In this issue of the Journal of Hospital Medicine, Conway et al.7 performed a retrospective analysis applying interrupted times series models to measure the impact of passive cost display on the ordering frequency of 9 high-cost intravenous (IV) or inhaled medications that were identified as likely overused. For 7 of the IV medications, lower-cost oral alternatives were available; 2 study medications had no clear therapeutic alternatives. It was expected that lower-cost oral alternatives would have a concomitant increase in ordering rate as the order rate of the study medications decreased (eg, oral linezolid use would increase as IV linezolid use decreased). Order rate was the primary outcome, reported each week as treatment orders per 10,000 patient days, and was compared for both the pre- and postimplementation time periods. The particular methodology of segmented regressions allowed the research team to control for preintervention trends in medication ordering, as well as to analyze both immediate and delayed effects of the cost-display intervention. The research team framed the cost display as a passive approach. The intervention displayed average wholesale cost data and lower-cost oral alternatives on the ordering screen, which did not significantly reduce the ordering rate. Over the course of the study, outside influences led to 2 more active approaches to higher-cost medications, and Conway et al. wisely measured their effect as well. Specifically, the IV pantoprazole ordering rate decreased after restrictions secondary to a national medication shortage, and the oral voriconazole ordering rate decreased following an oncology order set change from oral voriconazole to oral posaconazole. These ordering-rate decreases were not temporally related to the implementation of the cost display intervention.

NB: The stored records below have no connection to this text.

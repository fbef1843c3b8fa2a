//! Remote template download from GitHub's tarball endpoint.

use std::io::Cursor;
use std::path::Path;

use async_trait::async_trait;
use flate2::read::GzDecoder;
use tracing::{debug, info};

use rov_core::{
    application::{ApplicationError, ports::TemplateFetcher},
    domain::TemplateLocation,
    error::{Context, RovError, RovResult},
};

use super::archive::unpack_stripped;

const USER_AGENT: &str = concat!("create-rust-on-vercel/", env!("CARGO_PKG_VERSION"));

/// Downloads `owner/repo` at a git reference as a gzip tarball and unpacks
/// it without the archive's top-level folder.
#[derive(Debug, Clone)]
pub struct GithubTarballFetcher {
    location: TemplateLocation,
    client: reqwest::Client,
}

impl GithubTarballFetcher {
    pub fn new(location: TemplateLocation) -> RovResult<Self> {
        let client = reqwest::Client::builder()
            .user_agent(USER_AGENT)
            .build()
            .context("Failed to build HTTP client")?;
        Ok(Self { location, client })
    }

    fn failed(&self, reason: impl Into<String>) -> RovError {
        ApplicationError::FetchFailed {
            source_desc: self.describe(),
            reason: reason.into(),
        }
        .into()
    }

    async fn download(&self) -> RovResult<Vec<u8>> {
        let url = self.location.tarball_url();
        debug!(%url, "downloading template");

        let response = self
            .client
            .get(&url)
            .send()
            .await
            .map_err(|e| self.failed(format!("Failed to download from {url}: {e}")))?;

        let status = response.status();
        if !status.is_success() {
            return Err(self.failed(format!("Download failed with status: {status}")));
        }

        let data = response
            .bytes()
            .await
            .map_err(|e| self.failed(format!("Failed to read response bytes: {e}")))?;

        Ok(data.to_vec())
    }
}

#[async_trait]
impl TemplateFetcher for GithubTarballFetcher {
    fn describe(&self) -> String {
        format!("github:{}", self.location)
    }

    async fn fetch(&self, destination: &Path) -> RovResult<()> {
        let data = self.download().await?;
        debug!(bytes = data.len(), "template archive downloaded");

        let dest = destination.to_path_buf();
        let files = tokio::task::spawn_blocking(move || {
            unpack_stripped(GzDecoder::new(Cursor::new(data)), &dest)
        })
        .await
        .context("Extraction task failed")?
        .map_err(|e| self.failed(e.to_string()))?;

        info!(files, destination = %destination.display(), "template unpacked");
        Ok(())
    }
}
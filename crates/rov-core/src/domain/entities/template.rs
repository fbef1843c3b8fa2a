//! The reference template and the identifiers baked into it.
//!
//! The template is a fixed, externally hosted project. Everything the
//! rewriter needs to know about it lives here so that no file name or token
//! is spelled out twice.

/// GitHub `owner/name` of the reference template.
pub const TEMPLATE_REPOSITORY: &str = "peterkyle01/rust-on-vercel-template";

/// Git reference to download. `HEAD` resolves to the default branch.
pub const TEMPLATE_REFERENCE: &str = "HEAD";

/// Identifier used by the template's Rust sources for its own crate.
pub const PLACEHOLDER_TOKEN: &str = "rust_on_vercel_template";

/// Structured manifest whose `name` field is set to the project name.
pub const PACKAGE_MANIFEST: &str = "package.json";

/// Build descriptor whose first `name = "..."` line is rewritten.
pub const BUILD_MANIFEST: &str = "Cargo.toml";

/// Source files ending in this suffix get the placeholder replaced.
pub const SOURCE_SUFFIX: &str = ".rs";

/// Package manager settings written into every new project.
pub const ENV_FILE: &str = ".npmrc";
pub const ENV_FILE_CONTENTS: &str = "audit=false\nfund=false\nloglevel=silent\n";

/// Where to fetch the template from.
#[derive(Debug, Clone, PartialEq, Eq)]
pub struct TemplateLocation {
    pub repository: String,
    pub reference: String,
}

impl TemplateLocation {
    pub fn new(repository: impl Into<String>, reference: impl Into<String>) -> Self {
        Self {
            repository: repository.into(),
            reference: reference.into(),
        }
    }

    /// Tarball URL served by GitHub's codeload host.
    pub fn tarball_url(&self) -> String {
        format!(
            "https://codeload.github.com/{}/tar.gz/{}",
            self.repository, self.reference
        )
    }
}

impl Default for TemplateLocation {
    fn default() -> Self {
        Self::new(TEMPLATE_REPOSITORY, TEMPLATE_REFERENCE)
    }
}

impl std::fmt::Display for TemplateLocation {
    fn fmt(&self, f: &mut std::fmt::Formatter<'_>) -> std::fmt::Result {
        write!(f, "{}@{}", self.repository, self.reference)
    }
}

/// Whether a file name carries the recognised source suffix.
pub fn is_source_file(file_name: &str) -> bool {
    file_name.ends_with(SOURCE_SUFFIX)
}

#[cfg(test)]
mod tests {
    use super::*;

    #[test]
    fn default_location_points_at_reference_template() {
        let loc = TemplateLocation::default();
        assert_eq!(
            loc.tarball_url(),
            "https://codeload.github.com/peterkyle01/rust-on-vercel-template/tar.gz/HEAD"
        );
    }

    #[test]
    fn source_suffix_matching_is_exact() {
        assert!(is_source_file("lib.rs"));
        assert!(is_source_file("handler.test.rs"));
        assert!(!is_source_file("lib.rs.bak"));
        assert!(!is_source_file("README.md"));
        assert!(!is_source_file("lib.RS"));
    }

    #[test]
    fn env_contents_disable_audit_fund_and_logging() {
        let lines: Vec<&str> = ENV_FILE_CONTENTS.lines().collect();
        assert_eq!(lines, ["audit=false", "fund=false", "loglevel=silent"]);
    }
}
use crate::domain::value_objects::CommandSpec;

/// The two external commands run inside a freshly scaffolded project.
#[derive(Debug, Clone, PartialEq, Eq)]
pub struct Toolchain {
    /// Dependency install; failure aborts the scaffold.
    pub install: CommandSpec,
    /// Compile check; failure is reported and tolerated.
    pub build: CommandSpec,
}

impl Default for Toolchain {
    fn default() -> Self {
        Self {
            install: CommandSpec::new("npm", ["install", "--silent", "--no-audit", "--no-fund"]),
            build: CommandSpec::new("cargo", ["build"]),
        }
    }
}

It is important to note several limitations of this study, some of which the authors discuss in the manuscript. Because 2 of the medications studied (eculizumab and calcitonin) do not have direct therapeutic alternatives, it is not surprising that price display alone would have no effect. The ordering providers who received this cost information had a more complex decision to make than they would in a scenario with a lower-cost alternative, essentially requiring them to ask “Does this patient need this class of medications at all?” rather than simply, “Is a lower-cost alternative appropriate?” Similarly, choosing medication alternatives that would require different routes of administration (ie, IV and oral) may have limited the effectiveness of a price intervention, given that factors such as illness severity also may influence the decision between IV and oral agents. Thus, the lack of an effect for the price display intervention for these specific medications may not be generalizable to all other medication decisions. Additionally, this manuscript offers limited data on the context in which the intervention was implemented and what adaptations, if any, were made based on early findings. The results may have varied greatly based on the visual design and how the cost display was presented within the electronic medical record. The wider organizational context may also have affected the intervention’s impact. A cost-display intervention appearing in isolation could understandably have a different impact, compared with an intervention within the context of a broader cost/value curriculum directed at house staff and faculty.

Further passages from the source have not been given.